Compared to the danger of the German trench, the woods feel much safer, but the contrast puts anyone well-versed in plot structure on their toes: If the trench seemed dangerous but nobody was there, then perhaps the woods will hold the real danger, ready to emerge during a moment of downtime when we finally feel safe. But nope. The boys make it through their conversation in the woods without a hitch and proceed to the next leg of their journey.

1917 Universal Pictures

Eventually, when battle scenes do occur, the long take style enhances the experience, as well. With the camera sticking to a single person, we get the chance to navigate battlescapes right alongside him. His danger is our danger. His enemies are our enemies. In other words, the long shot doesn't just function to show us battles, but make us invest in them.

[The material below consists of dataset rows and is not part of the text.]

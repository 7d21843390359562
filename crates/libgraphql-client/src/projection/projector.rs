use crate::config::ClientConfig;
use crate::config::SpreadMode;
use crate::projection::accessor_naming;
use crate::projection::selection_plan::DefinitionPlan;
use crate::projection::selection_plan::PlanItem;
use crate::projection::selection_plan::SelectionPlan;
use crate::projection::AccessorObject;
use crate::projection::AccessorValue;
use crate::schema::SchemaTypes;
use indexmap::IndexMap;
use indexmap::IndexSet;
use std::sync::Arc;
use thiserror::Error;

type Result<T> = std::result::Result<T, ProjectionError>;

/// Interprets compiled [`DefinitionPlan`]s over JSON payloads.
///
/// Holds no state of its own; every call is a pure function of the plan, the
/// payload, the config and the (optional) schema.
pub(crate) struct Projector<'a> {
    config: &'a ClientConfig,
    schema: Option<&'a dyn SchemaTypes>,
}

/// A field gathered from every active branch of an object level, keyed by
/// response key by the caller.
struct CollectedField<'p> {
    field_name: &'p str,
    parent_type: Option<String>,
    sub_selections: Vec<&'p SelectionPlan>,
}

impl<'a> Projector<'a> {
    pub(crate) fn new(
        config: &'a ClientConfig,
        schema: Option<&'a dyn SchemaTypes>,
    ) -> Self {
        Self { config, schema }
    }

    pub(crate) fn project(
        &self,
        plan: &DefinitionPlan,
        payload: &serde_json::Value,
    ) -> Result<AccessorObject> {
        let static_type = match (&plan.type_condition, plan.operation_kind, self.schema) {
            (Some(type_condition), _, _) => Some(type_condition.to_string()),
            (None, Some(op_kind), Some(schema)) =>
                schema.root_type(op_kind).map(str::to_string),
            _ => None,
        };

        // A root accessor can always be cast back to its own definition.
        let mut spreads = IndexSet::with_capacity(plan.selection.spread_closure.len() + 1);
        spreads.insert(plan.global_name.to_string());
        spreads.extend(plan.selection.spread_closure.iter().cloned());

        self.project_object(
            &[&plan.selection],
            static_type.as_deref(),
            payload,
            "$",
            Arc::new(spreads),
        )
    }

    /// `within_match` is set once collection has entered a type-conditioned
    /// branch that matched the payload's runtime type.
    fn collect_fields<'p>(
        &self,
        selection: &'p SelectionPlan,
        static_type: Option<&str>,
        typename: Option<&str>,
        within_match: bool,
        collected: &mut IndexMap<String, CollectedField<'p>>,
    ) {
        for item in &selection.items {
            match item {
                PlanItem::Field { field_name, response_key, selection } => {
                    let field = collected.entry(response_key.to_string())
                        .or_insert_with(|| CollectedField {
                            field_name,
                            parent_type: static_type.map(str::to_string),
                            sub_selections: vec![],
                        });
                    if let Some(selection) = selection {
                        field.sub_selections.push(selection);
                    }
                },

                PlanItem::Conditional { selection, type_condition } => {
                    let type_condition = type_condition.as_deref();
                    let branch = self.branch_match(type_condition, static_type, typename, within_match);
                    if let Some(within_match) = branch {
                        self.collect_fields(
                            selection,
                            type_condition.or(static_type),
                            typename,
                            within_match,
                            collected,
                        );
                    }
                },

                PlanItem::Spread(target) => {
                    if self.config.spread_mode == SpreadMode::Masked {
                        continue;
                    }
                    let type_condition = target.type_condition.as_deref();
                    let branch = self.branch_match(type_condition, static_type, typename, within_match);
                    if let Some(within_match) = branch {
                        self.collect_fields(
                            &target.selection,
                            type_condition.or(static_type),
                            typename,
                            within_match,
                            collected,
                        );
                    }
                },
            }
        }
    }

    /// A type condition applies unless the payload names a runtime type that
    /// is unrelated to it. Without a discriminator every branch applies.
    ///
    /// Relatedness is decided by the schema when it knows both types. Past
    /// that, a condition with a different name only applies when it restates
    /// the enclosing type or is nested inside a branch that already matched.
    ///
    /// Returns `None` for an inactive branch, and otherwise whether the
    /// branch's contents sit inside a matched condition.
    fn branch_match(
        &self,
        type_condition: Option<&str>,
        static_type: Option<&str>,
        typename: Option<&str>,
        within_match: bool,
    ) -> Option<bool> {
        let (Some(type_condition), Some(typename)) = (type_condition, typename) else {
            return Some(within_match);
        };
        if type_condition == typename {
            return Some(true);
        }
        if static_type == Some(type_condition) {
            return Some(within_match);
        }
        let is_match = match self.schema {
            Some(schema) if schema.has_type(type_condition) && schema.has_type(typename) =>
                schema.is_subtype(typename, type_condition)
                    || schema.is_subtype(type_condition, typename),
            _ => within_match,
        };
        is_match.then_some(true)
    }

    fn project_field(
        &self,
        field: &CollectedField<'_>,
        value: Option<&serde_json::Value>,
        path: &str,
    ) -> Result<AccessorValue> {
        let shape = match (self.schema, field.parent_type.as_deref()) {
            (Some(schema), Some(parent_type)) =>
                schema.field_type(parent_type, field.field_name),
            _ => None,
        };

        let Some(value) = value else {
            return Ok(match shape {
                Some(shape) if shape.is_list => AccessorValue::List(vec![]),
                _ => AccessorValue::Null,
            });
        };

        if field.sub_selections.is_empty() {
            return Ok(match value {
                serde_json::Value::Null => AccessorValue::Null,
                value => AccessorValue::Scalar(value.to_owned()),
            });
        }

        let mut spreads = IndexSet::new();
        for selection in &field.sub_selections {
            spreads.extend(selection.spread_closure.iter().cloned());
        }
        self.project_nested(
            &field.sub_selections,
            shape.as_ref().map(|shape| shape.named_type.as_str()),
            value,
            path,
            &Arc::new(spreads),
        )
    }

    fn project_nested(
        &self,
        selections: &[&SelectionPlan],
        static_type: Option<&str>,
        value: &serde_json::Value,
        path: &str,
        spreads: &Arc<IndexSet<String>>,
    ) -> Result<AccessorValue> {
        match value {
            serde_json::Value::Null => Ok(AccessorValue::Null),

            serde_json::Value::Array(items) => Ok(AccessorValue::List(
                items.iter()
                    .enumerate()
                    .map(|(idx, item)| self.project_nested(
                        selections,
                        static_type,
                        item,
                        &format!("{path}[{idx}]"),
                        spreads,
                    ))
                    .collect::<Result<Vec<_>>>()?,
            )),

            serde_json::Value::Object(_) => Ok(AccessorValue::Object(self.project_object(
                selections,
                static_type,
                value,
                path,
                spreads.clone(),
            )?)),

            other => Err(ProjectionError::UnexpectedValue {
                expected: "an object or a list of objects",
                found: json_kind(other),
                path: path.to_string(),
            }),
        }
    }

    fn project_object(
        &self,
        selections: &[&SelectionPlan],
        static_type: Option<&str>,
        payload: &serde_json::Value,
        path: &str,
        spreads: Arc<IndexSet<String>>,
    ) -> Result<AccessorObject> {
        let serde_json::Value::Object(payload_obj) = payload else {
            return Err(ProjectionError::PayloadNotAnObject {
                found: json_kind(payload),
                path: path.to_string(),
            });
        };
        let typename = payload_obj.get(&self.config.typename_key)
            .and_then(serde_json::Value::as_str);

        let mut collected = IndexMap::new();
        for selection in selections {
            self.collect_fields(selection, static_type, typename, false, &mut collected);
        }

        let mut accessor_names: IndexMap<String, String> =
            IndexMap::with_capacity(collected.len());
        let mut fields = IndexMap::with_capacity(collected.len());
        for (response_key, field) in &collected {
            let value = self.project_field(
                field,
                payload_obj.get(response_key),
                &format!("{path}.{response_key}"),
            )?;
            let accessor_name =
                if self.config.snake_case_accessors {
                    accessor_naming::to_snake_case(response_key)
                } else {
                    response_key.to_string()
                };
            // A converted name never shadows another selected response key
            // or an earlier accessor; the field keeps its response key then.
            let accessor_name =
                if accessor_name != *response_key
                    && (collected.contains_key(&accessor_name)
                        || accessor_names.contains_key(&accessor_name)) {
                    response_key.to_string()
                } else {
                    accessor_name
                };
            accessor_names.insert(accessor_name, response_key.to_string());
            fields.insert(response_key.to_string(), value);
        }

        Ok(AccessorObject {
            accessor_names,
            fields,
            payload: Arc::new(payload.to_owned()),
            spreads,
            typename: typename.map(str::to_string),
        })
    }
}

fn json_kind(value: &serde_json::Value) -> &'static str {
    match value {
        serde_json::Value::Array(_) => "a list",
        serde_json::Value::Bool(_) => "a boolean",
        serde_json::Value::Null => "null",
        serde_json::Value::Number(_) => "a number",
        serde_json::Value::Object(_) => "an object",
        serde_json::Value::String(_) => "a string",
    }
}

#[derive(Clone, Debug, Error, PartialEq)]
pub enum ProjectionError {
    #[error("Expected an object at `{path}`, but found {found}")]
    PayloadNotAnObject {
        found: &'static str,
        path: String,
    },

    #[error("Expected {expected} at `{path}`, but found {found}")]
    UnexpectedValue {
        expected: &'static str,
        found: &'static str,
        path: String,
    },

    #[error(
        "`{referenced_by}` spreads `{fragment_name}`, which is not registered \
        with this client"
    )]
    UnknownFragment {
        fragment_name: String,
        referenced_by: String,
    },
}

1917 isn't a movie content with just depicting a war story. It requires our participation. By watching and following Blake and Schofield's journey, we enter the headspace of soldiers on a perilous mission right alongside them. So while 1917 is most certainly an impressive, ambitious act of technical filmmaking, it also offers an incredible narrative for which the technical elements serve a greater purpose. After experiencing 1917, it's hard not to wonder whether traditional film editing has been the real gimmick all along.